4.12.9 Other Sensing
There are three buffers dedicated for sensing. The state of the Battery CB is reported back to the control board through buffer V91-G from connector X50.
The state of the SPARE_IN1 is reported back to the control board through buffer V91-D from connector X61. The state of the SPARE_IN2 is reported back to the control board through buffer V91-C from connector X60. Ambient temperature is sensed by U1.
4.12.10 X-Slots
Connectors X55 and X56 go out to the two X-Slots. The X-Slots each get +12V_2 through a 5 ohm 1A PTC thermistor R285, R286 plus signals to and from the control board.
4.12.11 AC Fans
There are three AC fans powered from this board. Fan 1 (X65) is connected phase L3- N across the inverter. Fan 2 (X66) is connected phase L2-N across the inverter. Fan 3 (X67) is connected phase L1-N across the inverter. All are located after the inverter fuse. They can also be powered by the output when the inverter is off by closing the inverter contactor.
4.12.12 Chassis GND
Chassis screws E14, E15, normally ground logic common. The emi Y-caps are connected via screws E13, E16.

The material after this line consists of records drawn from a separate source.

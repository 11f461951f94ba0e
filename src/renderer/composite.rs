use super::config::{LightingConfig, LIGHT_AMBIENT};
use super::light_map::record_upload;
use super::shader;
use super::targets::{RenderTargets, ScreenQuad};

#[repr(C)]
#[derive(Copy, Clone, Debug, bytemuck::Zeroable, bytemuck::Pod)]
pub struct CompositeParams {
    pub ambient_color: [f32; 4],
    pub ambient: f32,
    pub light_ambient: f32,
    pub padding: [f32; 2],
}

impl CompositeParams {
    pub fn new(config: &LightingConfig) -> Self {
        Self {
            ambient_color: config.ambient_color.to_array(),
            ambient: config.ambient_power,
            light_ambient: LIGHT_AMBIENT,
            padding: [0.0; 2],
        }
    }
}

/// Draws the color map lit by ambient light and the light map.
pub struct CompositeRenderer {
    uniform_buffer: wgpu::Buffer,
    bind_group_layout: wgpu::BindGroupLayout,
    bind_group: wgpu::BindGroup,
    sampler: wgpu::Sampler,
    pipeline: wgpu::RenderPipeline,
}

impl CompositeRenderer {
    pub fn new(device: &wgpu::Device, shader_source: &str, targets: &RenderTargets, output_format: wgpu::TextureFormat) -> Self {
        let uniform_buffer = device.create_buffer(&wgpu::BufferDescriptor {
            label: Some("Composite uniforms"),
            size: std::mem::size_of::<CompositeParams>() as u64,
            usage: wgpu::BufferUsages::UNIFORM | wgpu::BufferUsages::COPY_DST,
            mapped_at_creation: false,
        });

        let sampler = device.create_sampler(&wgpu::SamplerDescriptor {
            label: None,
            address_mode_u: wgpu::AddressMode::ClampToEdge,
            address_mode_v: wgpu::AddressMode::ClampToEdge,
            address_mode_w: wgpu::AddressMode::ClampToEdge,
            mag_filter: wgpu::FilterMode::Nearest,
            min_filter: wgpu::FilterMode::Nearest,
            ..Default::default()
        });

        let texture_entry = |binding| wgpu::BindGroupLayoutEntry {
            binding,
            visibility: wgpu::ShaderStages::FRAGMENT,
            ty: wgpu::BindingType::Texture {
                multisampled: false,
                view_dimension: wgpu::TextureViewDimension::D2,
                sample_type: wgpu::TextureSampleType::Float { filterable: true },
            },
            count: None,
        };

        let bind_group_layout = device.create_bind_group_layout(&wgpu::BindGroupLayoutDescriptor {
            label: Some("composite_bind_group_layout"),
            entries: &[
                wgpu::BindGroupLayoutEntry {
                    binding: 0,
                    visibility: wgpu::ShaderStages::FRAGMENT,
                    count: None,
                    ty: wgpu::BindingType::Buffer {
                        ty: wgpu::BufferBindingType::Uniform,
                        has_dynamic_offset: false,
                        min_binding_size: None,
                    },
                },
                texture_entry(1),
                texture_entry(2),
                texture_entry(3),
                wgpu::BindGroupLayoutEntry {
                    binding: 4,
                    visibility: wgpu::ShaderStages::FRAGMENT,
                    ty: wgpu::BindingType::Sampler(wgpu::SamplerBindingType::Filtering),
                    count: None,
                },
            ]
        });

        let bind_group = Self::create_bind_group(device, &bind_group_layout, &uniform_buffer, targets, &sampler);

        let composite_shader = shader::create_module(device, shader_source, "Composite shader");

        let pipeline_layout =
            device.create_pipeline_layout(&wgpu::PipelineLayoutDescriptor {
                label: Some("Composite Pipeline Layout"),
                bind_group_layouts: &[&bind_group_layout],
                push_constant_ranges: &[],
            });

        let pipeline = device.create_render_pipeline(&wgpu::RenderPipelineDescriptor {
            label: Some("Composite Pipeline"),
            layout: Some(&pipeline_layout),
            vertex: wgpu::VertexState {
                module: &composite_shader,
                entry_point: shader::VERTEX_ENTRY,
                compilation_options: wgpu::PipelineCompilationOptions::default(),
                buffers: &[ScreenQuad::layout()],
            },
            fragment: Some(wgpu::FragmentState {
                module: &composite_shader,
                entry_point: shader::COMPOSITE_TECHNIQUE,
                compilation_options: wgpu::PipelineCompilationOptions::default(),
                targets: &[Some(wgpu::ColorTargetState {
                    format: output_format,
                    blend: Some(wgpu::BlendState::ALPHA_BLENDING),
                    write_mask: wgpu::ColorWrites::ALL,
                })],
            }),
            primitive: ScreenQuad::primitive(),
            depth_stencil: None,
            multisample: wgpu::MultisampleState {
                count: 1,
                mask: !0,
                alpha_to_coverage_enabled: false,
            },
            multiview: None,
        });

        return Self {
            uniform_buffer,
            bind_group_layout,
            bind_group,
            sampler,
            pipeline,
        }
    }

    fn create_bind_group(device: &wgpu::Device, layout: &wgpu::BindGroupLayout, uniform_buffer: &wgpu::Buffer, targets: &RenderTargets, sampler: &wgpu::Sampler) -> wgpu::BindGroup {
        device.create_bind_group(&wgpu::BindGroupDescriptor {
            layout,
            entries: &[
                wgpu::BindGroupEntry {
                    binding: 0,
                    resource: uniform_buffer.as_entire_binding(),
                },
                wgpu::BindGroupEntry {
                    binding: 1,
                    resource: wgpu::BindingResource::TextureView(&targets.color.view),
                },
                wgpu::BindGroupEntry {
                    binding: 2,
                    resource: wgpu::BindingResource::TextureView(&targets.normal.view),
                },
                wgpu::BindGroupEntry {
                    binding: 3,
                    resource: wgpu::BindingResource::TextureView(&targets.light_map.view),
                },
                wgpu::BindGroupEntry {
                    binding: 4,
                    resource: wgpu::BindingResource::Sampler(sampler),
                },
            ],
            label: Some("composite_bind_group"),
        })
    }

    pub fn resize(&mut self, device: &wgpu::Device, targets: &RenderTargets) {
        self.bind_group = Self::create_bind_group(device, &self.bind_group_layout, &self.uniform_buffer, targets, &self.sampler);
    }

    /// Composites into `output`. `load` decides whether the destination is
    /// cleared first or blended over.
    pub fn render(
        &self,
        device: &wgpu::Device,
        encoder: &mut wgpu::CommandEncoder,
        screen_quad: &ScreenQuad,
        config: &LightingConfig,
        output: &wgpu::TextureView,
        load: wgpu::LoadOp<wgpu::Color>,
    ) {
        record_upload(device, encoder, &self.uniform_buffer, bytemuck::bytes_of(&CompositeParams::new(config)));

        let mut render_pass = encoder.begin_render_pass(&wgpu::RenderPassDescriptor {
            label: Some("Composite pass"),
            color_attachments: &[
                Some(wgpu::RenderPassColorAttachment {
                    view: output,
                    resolve_target: None,
                    ops: wgpu::Operations {
                        load,
                        store: wgpu::StoreOp::Store,
                    }
                })
            ],
            depth_stencil_attachment: None,
            timestamp_writes: None,
            occlusion_query_set: None,
        });
        render_pass.set_pipeline(&self.pipeline);
        render_pass.set_bind_group(0, &self.bind_group, &[]);
        render_pass.set_vertex_buffer(0, screen_quad.vertex_buffer.slice(..));
        render_pass.draw(0..ScreenQuad::vertex_count(), 0..1);
    }
}

#[cfg(test)]
mod tests {
    use super::*;
    use glam::Vec4;

    #[test]
    fn test_params_follow_config() {
        let config = LightingConfig {
            ambient_color: Vec4::new(0.5, 0.25, 1.0, 1.0),
            ambient_power: 0.3,
            ..LightingConfig::default()
        };
        let params = CompositeParams::new(&config);
        assert_eq!(params.ambient_color, [0.5, 0.25, 1.0, 1.0]);
        assert_eq!(params.ambient, 0.3);
        assert_eq!(params.light_ambient, 2.0);
        assert_eq!(std::mem::size_of::<CompositeParams>(), 32);
    }
}
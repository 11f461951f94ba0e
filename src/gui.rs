use std::f32::consts::{FRAC_PI_2, TAU};
use std::sync::Arc;

use egui_wgpu::ScreenDescriptor;
use glam::Vec4;
use winit::window::Window;

use deferred_lights::renderer::DrawStats;

pub struct GUI {
    window: Arc<Window>,
    context: egui::Context,
    state: egui_winit::State,
    renderer: egui_wgpu::Renderer,
    light_hue: f32,
    light_saturation: f32,
    pub light_height: f32,
    pub light_power: f32,
    pub light_decay: f32,
    pub spot_rotation: f32,
    pub spot_exponent: f32,
    pub spot_direction_z: f32,
    pub specular_strength: f32,
    pub ambient_power: f32,
    pub spot_mode: bool,
    pub show_targets: bool,
    v_sync: bool,
    fps_str: String,
    lights_str: String,
    cursor_str: String,
}

impl GUI {
    pub fn new(window: Arc<Window>, device: &wgpu::Device, surface_format: wgpu::TextureFormat) -> Self {
        let context = egui::Context::default();
        let state = egui_winit::State::new(
            context.clone(),
            egui::ViewportId::ROOT,
            &*window,
            Some(window.scale_factor() as f32),
            None,
        );
        let renderer = egui_wgpu::Renderer::new(device, surface_format, None, 1);

        return Self {
            window,
            context,
            state,
            renderer,
            light_hue: 0.0,
            light_saturation: 0.0,
            light_height: 30.0,
            light_power: 0.5,
            light_decay: 100.0,
            spot_rotation: FRAC_PI_2,
            spot_exponent: 9.0,
            spot_direction_z: -0.25,
            specular_strength: 1.5,
            ambient_power: 0.1,
            spot_mode: false,
            show_targets: false,
            v_sync: true,
            fps_str: format!("FPS: -"),
            lights_str: format!("LIGHTS: -"),
            cursor_str: format!("CURSOR: -"),
        }
    }

    pub fn input(&mut self, event: &winit::event::WindowEvent) -> bool {
        return self.state.on_window_event(&self.window, event).consumed;
    }

    pub fn update_fps(&mut self, fps: f32) {
        self.fps_str = format!("FPS: {:.1}", fps);
    }

    pub fn update_lights(&mut self, num_lights: usize, stats: DrawStats) {
        self.lights_str = format!("LIGHTS: {} ({} drawn, {} culled)", num_lights, stats.drawn, stats.culled);
    }

    pub fn update_cursor(&mut self, lit: Vec4) {
        self.cursor_str = format!("LIT AT CURSOR: {:.2} {:.2} {:.2}", lit.x, lit.y, lit.z);
    }

    fn ui(&mut self, ctx: &egui::Context) {
        egui::Window::new("Stats")
        .resizable(false)
        .title_bar(false)
        .anchor(egui::Align2::LEFT_TOP, egui::Vec2::ZERO)
        .show(ctx, |ui| {
            ui.horizontal(|ui| {
                ui.add(egui::Checkbox::new(&mut self.v_sync, "VSync"));
                ui.label(self.fps_str.as_str());
                ui.label(self.lights_str.as_str());
            });
            ui.label(self.cursor_str.as_str());
        });

        egui::Window::new("Lights")
        .resizable(false)
        .anchor(egui::Align2::RIGHT_TOP, egui::Vec2::ZERO)
        .show(ctx, |ui| {
            ui.add(egui::Checkbox::new(&mut self.spot_mode, "spot light (right click)"));
            ui.add(egui::Checkbox::new(&mut self.show_targets, "show targets (F1)"));
            ui.add(egui::Slider::new(&mut self.light_hue, 0.0..=1.0).text("light hue"));
            ui.add(egui::Slider::new(&mut self.light_saturation, 0.0..=1.0).text("light saturation"));
            ui.add(egui::Slider::new(&mut self.light_height, 1.0..=200.0).text("light height"));
            ui.add(egui::Slider::new(&mut self.light_power, 0.001..=1.5).text("power"));
            ui.add(egui::Slider::new(&mut self.light_decay, 1.0..=600.0).text("decay"));
            ui.add(egui::Slider::new(&mut self.spot_rotation, 0.0..=TAU).text("spot rotation"));
            ui.add(egui::Slider::new(&mut self.spot_exponent, 0.1..=40.0).text("spot beam exponent"));
            ui.add(egui::Slider::new(&mut self.spot_direction_z, -1.0..=1.0).text("spot direction z"));
            ui.separator();
            ui.add(egui::Slider::new(&mut self.specular_strength, 0.0..=4.0).text("specular"));
            ui.add(egui::Slider::new(&mut self.ambient_power, 0.0..=1.0).text("ambient"));
        });
    }

    /// Draws the tool windows over `view`. The returned command buffers must
    /// be submitted before `encoder`.
    pub fn render(&mut self, device: &wgpu::Device, queue: &wgpu::Queue, encoder: &mut wgpu::CommandEncoder, view: &wgpu::TextureView) -> Vec<wgpu::CommandBuffer> {
        let raw_input = self.state.take_egui_input(&self.window);
        let ctx = self.context.clone();
        let output = ctx.run(raw_input, |ctx| self.ui(ctx));
        self.state.handle_platform_output(&self.window, output.platform_output);

        let paint_jobs = self.context.tessellate(output.shapes, output.pixels_per_point);
        let size = self.window.inner_size();
        let screen_descriptor = ScreenDescriptor {
            size_in_pixels: [size.width, size.height],
            pixels_per_point: output.pixels_per_point,
        };

        for (id, image_delta) in &output.textures_delta.set {
            self.renderer.update_texture(device, queue, *id, image_delta);
        }
        let command_buffers = self.renderer.update_buffers(device, queue, encoder, &paint_jobs, &screen_descriptor);

        {
            let mut render_pass = encoder.begin_render_pass(&wgpu::RenderPassDescriptor {
                label: Some("GUI pass"),
                color_attachments: &[Some(wgpu::RenderPassColorAttachment {
                    view,
                    resolve_target: None,
                    ops: wgpu::Operations {
                        load: wgpu::LoadOp::Load,
                        store: wgpu::StoreOp::Store,
                    },
                })],
                depth_stencil_attachment: None,
                timestamp_writes: None,
                occlusion_query_set: None,
            });
            self.renderer.render(&mut render_pass, &paint_jobs, &screen_descriptor);
        }

        for id in &output.textures_delta.free {
            self.renderer.free_texture(id);
        }
        command_buffers
    }

    pub fn light_color(&self) -> Vec4 {
        let rgb = ecolor::Hsva::new(self.light_hue, self.light_saturation, 1.0, 1.0).to_rgb();
        return Vec4::new(rgb[0], rgb[1], rgb[2], 1.0);
    }

    pub fn present_mode(&self) -> wgpu::PresentMode {
        if self.v_sync {
            wgpu::PresentMode::Fifo
        } else {
            wgpu::PresentMode::Immediate
        }
    }
}

/// Color of the `index`th light added by clicking, spread around the hue wheel.
pub fn added_light_color(index: usize) -> Vec4 {
    let hue = (index as f32 * 0.618_034).fract();
    let rgba = ecolor::Rgba::from(ecolor::Hsva::new(hue, 0.8, 1.0, 1.0));
    Vec4::new(rgba.r(), rgba.g(), rgba.b(), 1.0)
}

4.12.13 Troubleshooting 4.12.13.1 Fuses
The IO Board contains the inverter (F1-3) fuses that disconnect any failed converters on the power modules.
4.12.13.2 Circuits
If the display is not working check the F4 fuse going to the AAUX supply. Look for the presence of +24V on X44.
4.12.13.3 Relays
Check for welded balancer relays (K1-3) if the rectifier CB is tripped open or a rectifier converter has failed. Check for welded battery relays (K5-10) after a battery converter failure.